The first conclusion is that the factual and theoretical evidence points to replacing the classical causal regulatory defaults used to deal with low dose-response, the linear no-threshold, and the linear at low-dose-response models, or monotonic functions, with the J- and inverse J-shaped models—or relations. These models have been demonstrated to apply to toxicological and cancer outcomes for a very wide range of substances and diseases. The classical defaults may stiU be applicable on a case-by-case basis. The reasons for changing the defaults include the fact that the J-shaped class of models quantities a wide set of health benefits that are completely excluded from estimations that use monotonic models. We conclude that replacing both a conjecture and an arbitrary model with two theoretically and empirically sound ones leads to rational decision and does not exclude actually demonstrable benefits. Overall, the sum is positive for society. 

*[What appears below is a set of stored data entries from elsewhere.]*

use thiserror::Error;

/// A request that produced no HTTP response at all.
#[derive(Debug, Clone, Error, PartialEq, Eq)]
pub enum TransportError {
    #[error("connection failed: {0}")]
    Connect(String),
    #[error("request timed out: {0}")]
    TimedOut(String),
    #[error("request could not be sent: {0}")]
    Request(String),
}

impl From<reqwest::Error> for TransportError {
    fn from(error: reqwest::Error) -> Self {
        if error.is_timeout() {
            TransportError::TimedOut(error.to_string())
        } else if error.is_connect() {
            TransportError::Connect(error.to_string())
        } else {
            TransportError::Request(error.to_string())
        }
    }
}
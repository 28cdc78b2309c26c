use crate::config::constants::ANALYZE_PATH;
use crate::errors::{ReviewError, ReviewResult};
use crate::services::retry_middleware::RetryMiddleware;
use crate::structs::analysis_request::AnalysisRequest;
use crate::structs::job::JobId;
use crate::structs::submit_response::SubmitResponse;
use crate::structs::transport_request::TransportRequest;

/// Starts analysis jobs on the review server.
#[derive(Clone)]
pub struct JobSubmitter {
    middleware: RetryMiddleware,
}

impl JobSubmitter {
    pub fn new(middleware: RetryMiddleware) -> Self {
        Self { middleware }
    }

    pub async fn submit(&self, request: &AnalysisRequest) -> ReviewResult<JobId> {
        log::info!("📤 Submitting {} #{} ({})", request.repo(), request.pr_number(), request.provider());

        let body = serde_json::to_value(request)?;
        let response = self.middleware.execute(&TransportRequest::post(ANALYZE_PATH, body)).await?;

        let parsed: SubmitResponse = response
            .json()
            .map_err(|e| ReviewError::protocol_error(ANALYZE_PATH, &format!("undecodable body: {}", e)))?;

        let job_id = parsed
            .job_id
            .and_then(JobId::new)
            .ok_or_else(|| ReviewError::protocol_error(ANALYZE_PATH, "No job_id returned from backend"))?;

        log::info!("🆔 Job {} accepted", job_id);
        Ok(job_id)
    }
}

All of these considerations indicate that the biology behind the shape of the tumor dose-response curve is much more complex than a simple conclusion that mutagenic activity = linear dose-response. Ultimately, biologically based dose-response models and use of biomarker data may make it possible to extend the tumor dose-response curve to low doses based on biological data, rather than presumptions about the shape of the dose-response curve. In the shorter term, it is important to recognize that the biology is complex, and linear extrapolation from tumor data is a health-protective science policy decision.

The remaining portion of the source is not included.